Ten coğrafyadır. Toplumsal mücadele tende geçer; teni mülk edinmek isteyen eril iktidar ile tenin göçebe kuvvetleri arasında. Bedenlerin üzerinde tahakküm kurmaya kalkışanlar, ilk önce teni haritalandırır ve sömürgeleştirirler. Haritalandırılmış bir ten, yer ve işlevlerine göre sınırlanmış bölgeler ve izlenmesi gereken yollarla işaretlenmiştir. Kadastrocunun çizdiği sınır kutsaldır. Sınırları ihlal edilmiş bir beden ve sınırları ihlal eden, mülkiyet yasalarına göre ölümü hak ederler. Tenin mülkiyet yasalarına tabi kılınması, mekânın yerleşik hâle getirilip haritalandırılmasıyla eşzamanlı gerçekleşmiştir. Haritalandırılsa da tenin göçebe kuvvetlerinin sınırları hiçe sayması an meselesi. Ten, göçebe bir yüzeye dönüştükçe mülkiyet ilişkilerinden sıyrılır. Çatışma, mülk sahipleri ile tenin yüzeyinde hareket eden göçebeler arasında sürüp gider. Duygular göçebedir. Göçebelerin geçici konaklama yerleri vardır. Duyguların konaklama yerleri her gece değişebilir.

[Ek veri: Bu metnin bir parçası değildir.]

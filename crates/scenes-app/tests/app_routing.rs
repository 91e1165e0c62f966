//! Routing behaviour of scene apps.
//!
//! Guarantees exercised here:
//! - Rendering pages outside a router fails fast with a structural error.
//! - Tabs share their page's url prefix and the page url shows the first tab,
//!   while breadcrumbs name the container page.
//! - Drilldown pages are built once per concrete url and then reused.
//! - Paths no page, tab or drilldown matches render the fallback view.
//! - Variable state travels between the url query and the routed scene.

use pretty_assertions::assert_eq;
use scenes_app::{
    AppError, SceneApp, SceneAppConfig, SceneAppDrilldownView, SceneAppPage, SceneAppPageState,
    FALLBACK_TEST_ID,
};
use scenes_core::{
    RenderContext, SceneCanvasText, SceneFlexLayout, SceneFlexLayoutState, SceneObjectExt,
    SceneObjectRef, SceneSlots, UrlSyncOptions, UrlValue, ViewNode,
};
use scenes_test_utils::{example_variable, init_tracing, renders_key, text_page, wrap_in_scene, TestRouter};
use scenes_variables::SceneVariableSet;
use std::sync::atomic::{AtomicUsize, Ordering};
use std::sync::Arc;

fn drilldown_scene(id: &str) -> SceneObjectRef {
    wrap_in_scene(SceneCanvasText::new(format!("{id} drilldown!")))
}

fn scene_page(title: &str, url: &str, object: &Arc<SceneCanvasText>) -> Arc<SceneAppPage> {
    let object = Arc::clone(object);
    SceneAppPage::new(
        SceneAppPageState::new(title, url).with_scene(move || wrap_in_scene(object.clone())),
    )
}

fn active_tab(view: &ViewNode) -> Option<String> {
    view.find(&|v| v.kind == "tab" && v.attributes.get("active").map(String::as_str) == Some("true"))
        .and_then(|v| v.attributes.get("title").cloned())
}

/// Tenet: pages need a router.
///
/// A host that forgets to mount the app under a router must learn about it
/// at once instead of seeing an empty screen.
#[test]
fn errors_when_rendered_outside_a_router() {
    let app = SceneApp::new(vec![text_page("Test", "/test", "Page 1")]);

    let err = app.render_app(&RenderContext::new()).unwrap_err();
    assert_eq!(err, AppError::OutsideRouter);
    assert!(err.is_structural());
    assert_eq!(
        err.to_string(),
        "Invariant failed: You should not use <Switch> outside a <Router>"
    );
}

#[test]
fn renders_the_page_for_the_url_and_follows_navigation() {
    init_tracing();
    let p1 = SceneCanvasText::new("Page 1");
    let p2 = SceneCanvasText::new("Page 2");
    let app = SceneApp::new(vec![
        scene_page("Test", "/test", &p1),
        scene_page("Test", "/test1", &p2),
    ]);
    let router = TestRouter::start(app, "/test");

    let view = router.view();
    assert!(renders_key(&view, p1.key()));
    assert!(!renders_key(&view, p2.key()));

    let view = router.push("/test1");
    assert!(renders_key(&view, p2.key()));
    assert!(!renders_key(&view, p1.key()));
    assert!(p2.is_active());
    assert!(!p1.is_active());
}

/// Tenet: the page url stands for its first tab.
///
/// Breadcrumbs report the container page, never the tab, so the trail stays
/// the same while the user switches tabs.
#[test]
fn page_with_tabs_renders_first_tab_for_its_own_url() {
    init_tracing();
    let p2 = SceneCanvasText::new("Page 2");
    let t1 = SceneCanvasText::new("Tab 1");
    let t2 = SceneCanvasText::new("Tab 2");
    let app = SceneApp::new(vec![
        SceneAppPage::new(
            SceneAppPageState::new("Container page", "/test")
                .with_tab(scene_page("Tab1", "/test/tab1", &t1))
                .with_tab(scene_page("Tab2", "/test/tab2", &t2)),
        ),
        scene_page("Test", "/test1", &p2),
    ]);
    let router = TestRouter::start(app, "/test");

    let view = router.view();
    assert_eq!(router.breadcrumbs(), vec!["Container page"]);
    assert!(renders_key(&view, t1.key()));
    assert!(!renders_key(&view, t2.key()));
    assert!(!renders_key(&view, p2.key()));
    assert_eq!(active_tab(&view).as_deref(), Some("Tab1"));

    let view = router.push("/test/tab1");
    assert!(renders_key(&view, t1.key()));

    let view = router.push("/test/tab2");
    assert!(renders_key(&view, t2.key()));
    assert!(!renders_key(&view, t1.key()));
    assert!(!renders_key(&view, p2.key()));
    assert_eq!(active_tab(&view).as_deref(), Some("Tab2"));
    assert_eq!(router.breadcrumbs(), vec!["Container page"]);
}

fn drilldown_app(page_object: &Arc<SceneCanvasText>) -> Arc<SceneApp> {
    let object = Arc::clone(page_object);
    SceneApp::new(vec![SceneAppPage::new(
        SceneAppPageState::new("Top level page", "/test-drilldown")
            .with_scene(move || wrap_in_scene(object.clone()))
            .with_drilldown(
                SceneAppDrilldownView::new("/test-drilldown/:id", |m, parent| {
                    let id = m.param("id").unwrap_or_default().to_string();
                    SceneAppPage::new(
                        SceneAppPageState::new(
                            format!("Drilldown {id}"),
                            &format!("/test-drilldown/{id}"),
                        )
                        .with_scene(move || drilldown_scene(&id))
                        .with_parent_page(parent),
                    )
                })
                .unwrap(),
            ),
    )])
}

#[test]
fn renders_a_page_level_drilldown() {
    init_tracing();
    let p1 = SceneCanvasText::new("Page 1");
    let router = TestRouter::start(drilldown_app(&p1), "/test-drilldown");
    assert!(renders_key(&router.view(), p1.key()));

    let view = router.push("/test-drilldown/some-id");
    assert!(view.contains_text("some-id drilldown!"));
    assert!(!renders_key(&view, p1.key()));
    assert_eq!(
        router.breadcrumbs(),
        vec!["Drilldown some-id", "Top level page"]
    );

    let view = router.push("/test-drilldown/some-other-id");
    assert!(view.contains_text("some-other-id drilldown!"));
    assert!(!view.contains_text("some-id drilldown!"));
    assert!(!renders_key(&view, p1.key()));
}

#[test]
fn unmatched_drilldown_path_renders_fallback() {
    let p1 = SceneCanvasText::new("Page 1");
    let router = TestRouter::start(drilldown_app(&p1), "/test-drilldown");

    let view = router.push("/test-drilldown/some-id/does-not-exist");
    assert!(view.find_by_test_id(FALLBACK_TEST_ID).is_some());
    assert!(!p1.is_active());
}

#[test]
fn drilldown_next_to_tabs_is_reachable_directly() {
    let p1 = SceneCanvasText::new("Page 1");
    let tab_object = Arc::clone(&p1);
    let app = SceneApp::new(vec![SceneAppPage::new(
        SceneAppPageState::new("Top level page", "/main")
            .with_tab(SceneAppPage::new(
                SceneAppPageState::new("Tab ", "/main/tab")
                    .with_scene(move || wrap_in_scene(tab_object.clone())),
            ))
            .with_drilldown(
                SceneAppDrilldownView::new("/main/drilldown/:id", |m, parent| {
                    let id = m.param("id").unwrap_or_default().to_string();
                    SceneAppPage::new(
                        SceneAppPageState::new(format!("Drilldown {id}"), &m.url)
                            .with_scene(move || drilldown_scene(&id))
                            .with_parent_page(parent),
                    )
                })
                .unwrap(),
            ),
    )]);
    let router = TestRouter::start(app, "/main/drilldown/10");

    let view = router.view();
    assert!(view.contains_text("10 drilldown!"));
    assert!(!renders_key(&view, p1.key()));
    assert_eq!(router.breadcrumbs(), vec!["Drilldown 10", "Top level page"]);
}

/// Tenet: drilldown pages are memoized by the url they matched.
///
/// Two distinct ids plus one repeat build exactly two pages; the repeat is
/// served from the declaring tab's cache.
#[test]
fn tab_level_drilldowns_are_cached() {
    init_tracing();
    let t1 = SceneCanvasText::new("Tab 1");
    let generated = Arc::new(AtomicUsize::new(0));
    let counter = Arc::clone(&generated);
    let tab_object = Arc::clone(&t1);

    let app = SceneApp::new(vec![SceneAppPage::new(
        SceneAppPageState::new("Container page", "/test").with_tab(SceneAppPage::new(
            SceneAppPageState::new("Tab ", "/test/tab")
                .with_scene(move || wrap_in_scene(tab_object.clone()))
                .with_drilldown(
                    SceneAppDrilldownView::new("/test/tab/:id", move |m, _| {
                        counter.fetch_add(1, Ordering::SeqCst);
                        let id = m.param("id").unwrap_or_default().to_string();
                        SceneAppPage::new(
                            SceneAppPageState::new("drilldown", &format!("/test/tab/{id}"))
                                .with_scene(move || drilldown_scene(&id)),
                        )
                    })
                    .unwrap(),
                ),
        )),
    )]);
    let router = TestRouter::start(app, "/test/tab");
    assert!(renders_key(&router.view(), t1.key()));

    let view = router.push("/test/tab/some-id");
    assert!(view.contains_text("some-id drilldown!"));
    assert!(!renders_key(&view, t1.key()));

    let view = router.push("/test/tab/some-other-id");
    assert!(view.contains_text("some-other-id drilldown!"));
    assert!(!view.contains_text("some-id drilldown!"));

    let view = router.push("/test/tab/some-id");
    assert!(view.contains_text("some-id drilldown!"));
    assert_eq!(generated.load(Ordering::SeqCst), 2);

    let view = router.push("/test/tab/drilldown-id/does-not-exist");
    assert!(view.find_by_test_id(FALLBACK_TEST_ID).is_some());
}

#[test]
fn fallback_uses_configured_title() {
    let app = SceneApp::with_config(
        vec![text_page("Test", "/test", "Page 1")],
        SceneAppConfig::new().with_fallback_title("Nothing here"),
    );
    let router = TestRouter::start(app, "/missing");

    let view = router.view();
    let fallback = view.find_by_test_id(FALLBACK_TEST_ID).unwrap();
    assert_eq!(fallback.text.as_deref(), Some("Nothing here"));
}

/// Tenet: the url query and the routed scene's variables stay in step.
///
/// Query values reach the variables on navigation, and later selections are
/// written back without dropping unrelated keys.
#[tokio::test]
async fn variables_follow_the_url_query() {
    init_tracing();
    let server = example_variable("server", &["A", "B"]);
    let variable = Arc::clone(&server);
    let app = SceneApp::with_config(
        vec![SceneAppPage::new(
            SceneAppPageState::new("Servers", "/servers").with_scene(move || {
                let text = SceneCanvasText::new("Server: $server");
                SceneFlexLayout::new(SceneFlexLayoutState {
                    children: vec![text],
                    slots: SceneSlots {
                        variables: Some(SceneVariableSet::new(vec![variable.clone()])),
                        ..SceneSlots::default()
                    },
                    ..SceneFlexLayoutState::default()
                })
            }),
        )],
        SceneAppConfig::new().with_url_sync(UrlSyncOptions::default().with_update_url_on_init(false)),
    );
    let router = TestRouter::start(app, "/servers?var-server=B&tab=2");

    router.view();
    let report = router.app.settle().await.unwrap();
    assert!(report.is_success());
    assert!(router.view().contains_text("Server: B"));

    server.change_value_to("A");
    let next = router.app.sync_url(&router.history).unwrap();
    assert_eq!(next.query.get("var-server"), Some(&UrlValue::Single("A".into())));
    assert_eq!(next.query.get("tab"), Some(&UrlValue::Single("2".into())));
    assert_eq!(router.history.len(), 1);
    assert!(router.view().contains_text("Server: A"));
}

Kutsal metinlerde ten şeytanidir, baştan çıkarıcı. Baş; aklın yeri. Aklınızı çoktan ele geçirdiler, çıkın artık başınızdan! Ele geçirilmiş aklınızın kurtuluşu tendedir. Tenin göçebe kuvvetleri, verili haritaya uymazlar; arzuları, kaçış çizgileri icat etmek ve özgürleşmektir; kendi haritalarını çıkarmak. Ve harita, tenin yeğinlik bölgeleri değiştikçe durmadan değişecektir, aklınız da. Tenin nelere muktedir olduğunu asla bilemezsiniz, ten sizi şaşırtır. Sadece sizi değil, teni haritalandırmaya, tenin göçebe kuvvetlerini yerleştirmeye kalkışanları da. Bu yüzden iktidar, teni şeytani ilan etmiştir. Rasyonel planlarını bozan bozguncuların, iblislerin mekânı: “İblisler tanrılardan farklıdır, çünkü tanrıların sabit nitelikleri, özellikleri ve işlevleri, yurtları ve kodları vardır: yollarla, sınırlarla ve harita çıkarmayla ilgilidirler. İblislerin yaptığı ise, aralıklar boyunca, bir aralıktan diğerine sıçramaktır” (Deleuze). Ten, eril iktidarın fetih seferleri düzenlediği ‘terra incognita’dır; fethettiğinde fallik nesnesini dikeceği bir yüzey. Ten, direnişin coğrafyasıdır; düzenli ordulara karşı gerillalar. Göçebe kuvvetler kimi zaman geri çekilir ve derinlerde birikip güçlenirler. Ve birden yüzeye çıktıklarında eril iktidarın fallik anıtları yıkılacaktır; hepsi kumdan kale. Ten, yerin yüzeyidir, yeryüzüdür!